South Korean stocks ended lower Friday as investors took a breather amid signals of tighter monetary policy in the United States. The South Korean currency weakened against the US dollar.

The benchmark Korea Composite Stock Price Index shed 6.54 points, or 0.31 percent, to close at 2,086.09. Trading volume was relatively light at 292.94 million shares worth 5.15 trillion won ($4.57 billion), with losers outnumbering winners 463 to 363.

Institutions unloaded shares worth 288.3 billion won, offsetting the buying by retail and foreign investors who scooped up 225 billion won and 31.3 billion won of local shares, respectively.

(Yonhap)
After opening a tad higher, the index fluctuated between positive and negative territory throughout the session. Wall Street also finished mixed, with the Dow Jones industrial average edging up 0.04 percent and the Nasdaq composite falling 0.25 percent following strong gains in the previous session over the post-election relief.

“After the US central bank’s meeting, the US dollar and Treasury yields rose, which caused a weakening of US shares,” said Seo Sang-young, an expert at Kiwoom Securities.

On Thursday (US time), the Federal Reserve decided to stand pat on interest rates but maintained its previous stance that it would pull the trigger again next month in a move to continue to tighten monetary policy.

“Such a plan would add greater volatility to the market, though any serious downturn would be unlikely,” he forecast.

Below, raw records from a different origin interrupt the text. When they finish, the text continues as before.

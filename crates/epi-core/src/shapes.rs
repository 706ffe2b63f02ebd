//! Built-in closed paths for demos and tests.

use std::f64::consts::TAU;

/// Heart curve: `x = 16 sin³t`, `y = 13cos t − 5cos 2t − 2cos 3t − cos 4t`,
/// sampled at `n` points over [0, 2π].
pub fn heart(n: usize) -> (Vec<f64>, Vec<f64>) {
    let step = TAU / (n.max(2) - 1) as f64;
    (0..n.max(2))
        .map(|i| {
            let t = i as f64 * step;
            let x = 16.0 * t.sin().powi(3);
            let y = 13.0 * t.cos()
                - 5.0 * (2.0 * t).cos()
                - 2.0 * (3.0 * t).cos()
                - (4.0 * t).cos();
            (x, y)
        })
        .unzip()
}

/// Axis-aligned square of half-width `half`, as the five-point closed
/// polyline starting and ending at the top-right corner.
pub fn square(half: f64) -> (Vec<f64>, Vec<f64>) {
    (
        vec![half, half, -half, -half, half],
        vec![half, -half, -half, half, half],
    )
}

/// Circle of the given radius centered at the origin, `n` points over
/// [0, 2π).
pub fn circle(radius: f64, n: usize) -> (Vec<f64>, Vec<f64>) {
    let step = TAU / n.max(2) as f64;
    (0..n.max(2))
        .map(|i| {
            let t = i as f64 * step;
            (radius * t.cos(), radius * t.sin())
        })
        .unzip()
}
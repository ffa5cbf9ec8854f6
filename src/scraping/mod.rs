pub mod browser_manager;
pub mod driver;
pub mod extract;
pub mod prober;

use tracing::warn;

use crate::core::error::FetchError;
use crate::core::types::MetricsSnapshot;
use crate::core::AppState;

/// Full fetch pipeline: browser scrape first, direct REST probe on failure.
///
/// The browser step is skipped entirely when no credential is configured —
/// the prober still runs (and fails upstream on auth), so a total failure
/// surfaces as `AllEndpointsFailed` rather than `MissingCredential`.
pub async fn fetch_analytics(state: &AppState) -> Result<MetricsSnapshot, FetchError> {
    if state.config.has_credential() {
        match driver::scrape(
            &state.browser,
            state.extractor.as_ref(),
            &state.config.roblox_cookie,
            &state.config.universe_id,
        )
        .await
        {
            Ok(snapshot) => return Ok(snapshot),
            Err(e) => warn!("browser scrape failed, trying direct endpoints: {e}"),
        }
    } else {
        warn!("no session cookie configured; skipping browser scrape");
    }

    prober::probe(
        &state.http_client,
        state.extractor.as_ref(),
        &state.config.roblox_cookie,
        &state.config.universe_id,
    )
    .await
}
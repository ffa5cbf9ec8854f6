//! Time-boxed single-slot cache in front of the fetch pipeline.
//!
//! One slot, process lifetime, overwritten on every successful fetch. Stale
//! entries are never deleted — they are the last resort when a refresh fails.
//! Concurrent misses share one in-flight fetch instead of racing.

use std::future::Future;
use std::time::Duration;

use tokio::sync::{Mutex, RwLock};
use tokio::time::Instant;
use tracing::warn;

use super::error::FetchError;
use super::types::MetricsSnapshot;

/// Fixed TTL. No jitter, no adaptive backoff.
pub const DEFAULT_TTL: Duration = Duration::from_millis(25_000);

/// Outcome of a cache-gated fetch.
#[derive(Debug, Clone)]
pub struct CacheHit {
    pub snapshot: MetricsSnapshot,
    /// `true` when the slot satisfied the request (fresh or stale).
    pub cached: bool,
    /// `true` when the slot was past its TTL but served anyway because the
    /// refresh failed.
    pub stale: bool,
    /// Refresh failure message, present only on stale serves.
    pub error: Option<String>,
}

#[derive(Default)]
struct Slot {
    fetched_at: Option<Instant>,
    data: Option<MetricsSnapshot>,
}

/// Process-wide cache gate. The slot is mutated here and nowhere else.
pub struct AnalyticsCache {
    ttl: Duration,
    slot: RwLock<Slot>,
    // Single-flight guard: concurrent misses queue here and re-check the
    // slot after the leader refilled it.
    flight: Mutex<()>,
}

impl AnalyticsCache {
    pub fn new(ttl: Duration) -> Self {
        Self {
            ttl,
            slot: RwLock::new(Slot::default()),
            flight: Mutex::new(()),
        }
    }

    /// Fast path: fresh slot → immediate hit, zero I/O. Miss → run `fetch`
    /// under the single-flight guard and overwrite the slot on success. On
    /// failure, serve whatever the slot holds (flagged stale) before
    /// propagating an error to a caller with nothing to fall back on.
    pub async fn get_or_fetch<F, Fut>(&self, fetch: F) -> Result<CacheHit, FetchError>
    where
        F: FnOnce() -> Fut,
        Fut: Future<Output = Result<MetricsSnapshot, FetchError>>,
    {
        if let Some(hit) = self.fresh_hit().await {
            return Ok(hit);
        }

        let _flight = self.flight.lock().await;

        // A concurrent caller may have refilled the slot while we queued.
        if let Some(hit) = self.fresh_hit().await {
            return Ok(hit);
        }

        match fetch().await {
            Ok(snapshot) => {
                let mut slot = self.slot.write().await;
                slot.fetched_at = Some(Instant::now());
                slot.data = Some(snapshot.clone());
                Ok(CacheHit {
                    snapshot,
                    cached: false,
                    stale: false,
                    error: None,
                })
            }
            Err(e) => {
                let slot = self.slot.read().await;
                match slot.data.clone() {
                    Some(snapshot) => {
                        warn!("analytics refresh failed, serving stale snapshot: {e}");
                        Ok(CacheHit {
                            snapshot,
                            cached: true,
                            stale: true,
                            error: Some(e.to_string()),
                        })
                    }
                    None => Err(e),
                }
            }
        }
    }

    /// When the slot was last successfully refreshed, if ever.
    pub async fn last_refresh(&self) -> Option<Instant> {
        self.slot.read().await.fetched_at
    }

    async fn fresh_hit(&self) -> Option<CacheHit> {
        let slot = self.slot.read().await;
        let fetched_at = slot.fetched_at?;
        let snapshot = slot.data.as_ref()?;
        if fetched_at.elapsed() < self.ttl {
            Some(CacheHit {
                snapshot: snapshot.clone(),
                cached: true,
                stale: false,
                error: None,
            })
        } else {
            None
        }
    }
}

impl Default for AnalyticsCache {
    fn default() -> Self {
        Self::new(DEFAULT_TTL)
    }
}

#[cfg(test)]
mod tests {
    use super::*;
    use crate::core::types::Revenue;
    use std::sync::atomic::{AtomicUsize, Ordering};
    use std::sync::Arc;

    fn snapshot(robux: u64) -> MetricsSnapshot {
        MetricsSnapshot {
            revenue: Revenue {
                robux,
                usd: robux as f64 * 0.0035,
            },
            visits: 10,
            favorites: 2,
            players: 1,
            timestamp: "2024-01-01T00:00:00.000Z".into(),
            source: "browser_automation".into(),
        }
    }

    #[tokio::test(start_paused = true)]
    async fn fresh_hit_skips_fetch_entirely() {
        let cache = AnalyticsCache::default();
        let first = cache
            .get_or_fetch(|| async { Ok(snapshot(100)) })
            .await
            .unwrap();
        assert!(!first.cached);

        tokio::time::advance(Duration::from_secs(10)).await;

        let fetched = Arc::new(AtomicUsize::new(0));
        let fetched_in_closure = fetched.clone();
        let hit = cache
            .get_or_fetch(|| async move {
                fetched_in_closure.fetch_add(1, Ordering::SeqCst);
                Ok(snapshot(0))
            })
            .await
            .unwrap();
        assert!(hit.cached);
        assert!(!hit.stale);
        assert_eq!(hit.snapshot.revenue.robux, 100);
        assert_eq!(fetched.load(Ordering::SeqCst), 0, "fresh hit must perform zero I/O");
    }

    #[tokio::test(start_paused = true)]
    async fn expired_slot_refetches_and_advances_timestamp() {
        let cache = AnalyticsCache::default();
        cache
            .get_or_fetch(|| async { Ok(snapshot(100)) })
            .await
            .unwrap();
        let first_refresh = cache.last_refresh().await.unwrap();

        tokio::time::advance(Duration::from_secs(30)).await;

        let hit = cache
            .get_or_fetch(|| async { Ok(snapshot(250)) })
            .await
            .unwrap();
        assert!(!hit.cached);
        assert_eq!(hit.snapshot.revenue.robux, 250);
        assert!(cache.last_refresh().await.unwrap() > first_refresh);
    }

    #[tokio::test(start_paused = true)]
    async fn failed_refresh_serves_stale_with_error_attached() {
        let cache = AnalyticsCache::default();
        cache
            .get_or_fetch(|| async { Ok(snapshot(100)) })
            .await
            .unwrap();

        tokio::time::advance(Duration::from_secs(30)).await;

        let hit = cache
            .get_or_fetch(|| async { Err(FetchError::AllEndpointsFailed) })
            .await
            .unwrap();
        assert!(hit.cached);
        assert!(hit.stale);
        assert_eq!(hit.snapshot.revenue.robux, 100);
        assert!(hit.error.unwrap().contains("endpoints"));
    }

    #[tokio::test]
    async fn failure_with_empty_slot_propagates() {
        let cache = AnalyticsCache::default();
        let err = cache
            .get_or_fetch(|| async { Err(FetchError::NoRevenueDataFound) })
            .await
            .unwrap_err();
        assert!(matches!(err, FetchError::NoRevenueDataFound));
    }

    #[tokio::test]
    async fn concurrent_misses_share_one_fetch() {
        let cache = Arc::new(AnalyticsCache::default());
        let calls = Arc::new(AtomicUsize::new(0));

        let mut handles = Vec::new();
        for _ in 0..4 {
            let cache = cache.clone();
            let calls = calls.clone();
            handles.push(tokio::spawn(async move {
                cache
                    .get_or_fetch(|| async move {
                        calls.fetch_add(1, Ordering::SeqCst);
                        tokio::time::sleep(Duration::from_millis(50)).await;
                        Ok(snapshot(100))
                    })
                    .await
                    .unwrap()
            }));
        }

        for handle in handles {
            let hit = handle.await.unwrap();
            assert_eq!(hit.snapshot.revenue.robux, 100);
        }
        assert_eq!(calls.load(Ordering::SeqCst), 1);
    }
}
//! Heuristic metrics extraction from arbitrary JSON blobs.
//!
//! The creator dashboard's API shapes are undocumented and churn freely, so
//! instead of a schema we walk the whole structure and classify keys by
//! substring. Each category keeps the maximum numeric value seen anywhere in
//! the tree — duplicate/nested representations of the same metric at
//! different depths all resolve to the same answer. Zero revenue is treated
//! as "not found", not "found zero".

use chrono::{SecondsFormat, Utc};
use serde_json::Value;

use crate::core::types::{MetricsSnapshot, Revenue};

/// Walk depth bound. A matching key nested deeper than this is not found.
const MAX_DEPTH: usize = 5;

/// Fixed Robux → USD conversion rate (DevEx-style), not fetched live.
const USD_PER_ROBUX: f64 = 0.0035;

const SOURCE_LABEL: &str = "browser_automation";

/// Extraction policy seam. The default implementation is the max-wins
/// substring heuristic; swap it for a schema-based parser if the upstream
/// API ever stabilizes its shape.
pub trait SnapshotExtractor: Send + Sync {
    /// Pure function: no I/O, no mutation of the input. Returns `None` when
    /// the blob carries no usable revenue signal.
    fn extract(&self, value: &Value) -> Option<MetricsSnapshot>;
}

/// Maximum-wins substring extractor.
pub struct MaxWinsExtractor;

impl SnapshotExtractor for MaxWinsExtractor {
    fn extract(&self, value: &Value) -> Option<MetricsSnapshot> {
        let mut revenue = 0.0f64;
        let mut visits = 0.0f64;
        let mut favorites = 0.0f64;
        let mut players = 0.0f64;

        // Iterative walk with an explicit depth counter: the input is
        // attacker-shaped, so no call-stack recursion.
        let mut stack: Vec<(&Value, usize)> = vec![(value, 0)];
        while let Some((node, depth)) = stack.pop() {
            if depth > MAX_DEPTH {
                continue;
            }
            match node {
                Value::Object(map) => {
                    for (key, child) in map {
                        let key_lower = key.to_ascii_lowercase();

                        if key_lower.contains("revenue")
                            || key_lower.contains("robux")
                            || key_lower.contains("earnings")
                        {
                            match child {
                                Value::Number(n) => {
                                    if let Some(v) = n.as_f64() {
                                        if v > revenue {
                                            revenue = v;
                                        }
                                    }
                                }
                                Value::Object(inner) => {
                                    if let Some(v) = nested_revenue(inner) {
                                        revenue = revenue.max(v);
                                    }
                                }
                                _ => {}
                            }
                        }

                        if let Some(v) = child.as_f64() {
                            if key_lower.contains("visit") {
                                visits = visits.max(v);
                            }
                            if key_lower.contains("favorite") {
                                favorites = favorites.max(v);
                            }
                            if key_lower.contains("player") || key_lower.contains("playing") {
                                players = players.max(v);
                            }
                        }

                        if child.is_object() || child.is_array() {
                            stack.push((child, depth + 1));
                        }
                    }
                }
                Value::Array(items) => {
                    for item in items {
                        if item.is_object() || item.is_array() {
                            stack.push((item, depth + 1));
                        }
                    }
                }
                _ => {}
            }
        }

        if revenue <= 0.0 {
            return None;
        }

        Some(MetricsSnapshot {
            revenue: Revenue {
                robux: revenue.round() as u64,
                usd: (revenue * USD_PER_ROBUX * 100.0).round() / 100.0,
            },
            visits: to_count(visits),
            favorites: to_count(favorites),
            players: to_count(players),
            timestamp: Utc::now().to_rfc3339_opts(SecondsFormat::Millis, true),
            source: SOURCE_LABEL.to_string(),
        })
    }
}

/// Probe one nesting level of a revenue-keyed object for the well-known
/// amount fields. First non-zero field wins.
fn nested_revenue(obj: &serde_json::Map<String, Value>) -> Option<f64> {
    for field in ["robux", "revenue", "totalRevenue"] {
        if let Some(v) = obj.get(field).and_then(Value::as_f64) {
            if v != 0.0 {
                return Some(v);
            }
        }
    }
    None
}

fn to_count(v: f64) -> u64 {
    if v.is_finite() && v > 0.0 {
        v.round() as u64
    } else {
        0
    }
}

#[cfg(test)]
mod tests {
    use super::*;
    use serde_json::json;

    fn extract(value: &Value) -> Option<MetricsSnapshot> {
        MaxWinsExtractor.extract(value)
    }

    #[test]
    fn no_matching_key_yields_none() {
        assert!(extract(&json!({"name": "Obby", "likes": 12})).is_none());
    }

    #[test]
    fn zero_revenue_is_not_found() {
        assert!(extract(&json!({"revenue": 0})).is_none());
        assert!(extract(&json!({"robux": 0, "visits": 5000})).is_none());
    }

    #[test]
    fn direct_numeric_revenue() {
        let snap = extract(&json!({"totalRevenue": 1234})).unwrap();
        assert_eq!(snap.revenue.robux, 1234);
        assert_eq!(snap.source, "browser_automation");
    }

    #[test]
    fn usd_conversion_rounds_to_cents() {
        let snap = extract(&json!({"robux": 1000})).unwrap();
        assert_eq!(snap.revenue.usd, 3.50);
    }

    #[test]
    fn maximum_wins_across_nesting_depths() {
        let snap = extract(&json!({
            "robux": 50,
            "summary": {"period": {"robux": 200}}
        }))
        .unwrap();
        assert_eq!(snap.revenue.robux, 200);
    }

    #[test]
    fn revenue_keyed_object_probed_one_level() {
        let snap = extract(&json!({
            "revenue": {"robux": 900, "currency": "USD"}
        }))
        .unwrap();
        assert_eq!(snap.revenue.robux, 900);
    }

    #[test]
    fn depth_five_is_found() {
        let snap = extract(&json!({
            "a": {"b": {"c": {"d": {"e": {"revenue": 100}}}}}
        }))
        .unwrap();
        assert_eq!(snap.revenue.robux, 100);
    }

    #[test]
    fn depth_six_is_not_found() {
        let deep = json!({
            "w": {"a": {"b": {"c": {"d": {"e": {"revenue": 100}}}}}}
        });
        assert!(extract(&deep).is_none());
    }

    #[test]
    fn engagement_categories_keep_their_maxima() {
        let snap = extract(&json!({
            "revenue": 10,
            "visits": 100,
            "stats": {"totalVisits": 5000, "favoriteCount": 42, "playing": 17}
        }))
        .unwrap();
        assert_eq!(snap.visits, 5000);
        assert_eq!(snap.favorites, 42);
        assert_eq!(snap.players, 17);
    }

    #[test]
    fn arrays_are_walked() {
        let snap = extract(&json!({
            "rows": [{"label": "x"}, {"earnings": 77}]
        }))
        .unwrap();
        assert_eq!(snap.revenue.robux, 77);
    }

    #[test]
    fn deterministic_for_identical_input() {
        let input = json!({
            "revenue": 321,
            "visits": 1000,
            "nested": {"robux": 123, "playerCount": 9}
        });
        let a = extract(&input).unwrap();
        let b = extract(&input).unwrap();
        assert_eq!(a.revenue, b.revenue);
        assert_eq!(a.visits, b.visits);
        assert_eq!(a.favorites, b.favorites);
        assert_eq!(a.players, b.players);
    }

    #[test]
    fn input_is_not_mutated() {
        let input = json!({"revenue": 5, "visits": 2});
        let before = input.clone();
        let _ = extract(&input);
        assert_eq!(input, before);
    }

    #[test]
    fn fractional_revenue_is_rounded() {
        let snap = extract(&json!({"revenue": 99.6})).unwrap();
        assert_eq!(snap.revenue.robux, 100);
    }
}
//! Direct REST fallback when browser scraping fails.
//!
//! Walks a fixed ordered list of known endpoints with authenticated GETs.
//! Any request error moves on to the next endpoint — no retry, no backoff.
//! The first endpoint whose extraction is non-null wins and short-circuits
//! the rest.

use std::time::Duration;

use reqwest::header;
use serde_json::Value;
use tracing::debug;

use crate::core::error::FetchError;
use crate::core::types::MetricsSnapshot;
use crate::scraping::extract::SnapshotExtractor;

const REQUEST_TIMEOUT: Duration = Duration::from_secs(10);

const DESKTOP_USER_AGENT: &str =
    "Mozilla/5.0 (Windows NT 10.0; Win64; x64) AppleWebKit/537.36";

const ENDPOINT_TEMPLATES: &[&str] = &[
    "https://develop.roblox.com/v1/universes/{universe_id}/developer-stats",
    "https://economy.roblox.com/v1/developers/{universe_id}/revenue",
    "https://analytics.roblox.com/v1/universes/{universe_id}/revenue",
];

/// The known REST endpoints for `universe_id`, in probe order. Shared with
/// the scrape driver's same-page fetch step.
pub(crate) fn fallback_endpoints(universe_id: &str) -> Vec<String> {
    ENDPOINT_TEMPLATES
        .iter()
        .map(|t| t.replace("{universe_id}", universe_id))
        .collect()
}

/// Probe the fixed endpoint list for a usable snapshot.
pub async fn probe(
    client: &reqwest::Client,
    extractor: &dyn SnapshotExtractor,
    cookie: &str,
    universe_id: &str,
) -> Result<MetricsSnapshot, FetchError> {
    probe_endpoints(client, extractor, cookie, &fallback_endpoints(universe_id)).await
}

/// Probe an explicit endpoint list. `probe` is the fixed-list front door;
/// this form exists so callers can substitute their own targets.
pub async fn probe_endpoints(
    client: &reqwest::Client,
    extractor: &dyn SnapshotExtractor,
    cookie: &str,
    endpoints: &[String],
) -> Result<MetricsSnapshot, FetchError> {
    for endpoint in endpoints {
        let response = match client
            .get(endpoint)
            .header(header::COOKIE, format!(".ROBLOSECURITY={cookie}"))
            .header(header::ACCEPT, "application/json")
            .header(header::USER_AGENT, DESKTOP_USER_AGENT)
            .timeout(REQUEST_TIMEOUT)
            .send()
            .await
        {
            Ok(r) => r,
            Err(e) => {
                debug!("endpoint probe failed: {endpoint}: {e}");
                continue;
            }
        };

        if !response.status().is_success() {
            debug!("endpoint probe non-2xx: {endpoint}: {}", response.status());
            continue;
        }

        let body: Value = match response.json().await {
            Ok(v) => v,
            Err(e) => {
                debug!("endpoint probe non-json: {endpoint}: {e}");
                continue;
            }
        };

        if let Some(snapshot) = extractor.extract(&body) {
            debug!("endpoint probe succeeded: {endpoint}");
            return Ok(snapshot);
        }
    }

    Err(FetchError::AllEndpointsFailed)
}

#[cfg(test)]
mod tests {
    use super::*;

    #[test]
    fn endpoints_substitute_universe_id_in_fixed_order() {
        let urls = fallback_endpoints("42");
        assert_eq!(urls.len(), 3);
        assert_eq!(
            urls[0],
            "https://develop.roblox.com/v1/universes/42/developer-stats"
        );
        assert_eq!(urls[1], "https://economy.roblox.com/v1/developers/42/revenue");
        assert_eq!(
            urls[2],
            "https://analytics.roblox.com/v1/universes/42/revenue"
        );
    }
}
use thiserror::Error;

/// Failure taxonomy for the analytics fetch pipeline.
///
/// Only the cache gate decides user-visible behavior: any of these is
/// downgraded to a stale-serve when a prior snapshot exists.
#[derive(Debug, Error)]
pub enum FetchError {
    /// No session cookie configured — fatal, never retried.
    #[error("session cookie required for browser automation")]
    MissingCredential,

    /// Both the primary and the minimal-config launch attempt failed.
    /// The process is not marked dead; a later request may retry.
    #[error("browser launch failed: {0}")]
    BrowserLaunchFailed(String),

    /// Navigation did not settle within the bound. No partial-result salvage.
    #[error("navigation timed out after {0}s")]
    NavigationTimeout(u64),

    /// Every scrape source (intercepted responses, page globals, same-page
    /// API calls) came up empty.
    #[error("could not extract revenue data from page")]
    NoRevenueDataFound,

    /// The fallback REST prober exhausted its endpoint list.
    #[error("all fallback endpoints failed")]
    AllEndpointsFailed,

    #[error(transparent)]
    Other(#[from] anyhow::Error),
}

#[cfg(test)]
mod tests {
    use super::*;

    #[test]
    fn messages_describe_the_failure() {
        assert!(FetchError::MissingCredential.to_string().contains("cookie"));
        assert!(FetchError::BrowserLaunchFailed("spawn failed".into())
            .to_string()
            .contains("spawn failed"));
        assert_eq!(
            FetchError::NavigationTimeout(30).to_string(),
            "navigation timed out after 30s"
        );
        assert!(FetchError::NoRevenueDataFound.to_string().contains("revenue"));
        assert!(FetchError::AllEndpointsFailed.to_string().contains("endpoints"));
    }

    #[test]
    fn anyhow_context_passes_through() {
        let err: FetchError = anyhow::anyhow!("listener setup failed").into();
        assert!(err.to_string().contains("listener setup failed"));
    }
}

Bio shares tumbled to drag down the index. Pharmaceutical giant Celltrion sank 3.77 percent to 229,500 won, and Samsung BioLogics skidded 4.29 percent to 368,000 won on suspicions over its alleged accounting fraud in 2015.

Chemicals also lost ground. LG Chem shed 2.24 percent to 327,500 won, and S-Oil plunged 4.17 percent to 115,000 won. LG Household & Health Care also slumped 4.8 percent to 1,110,000 won.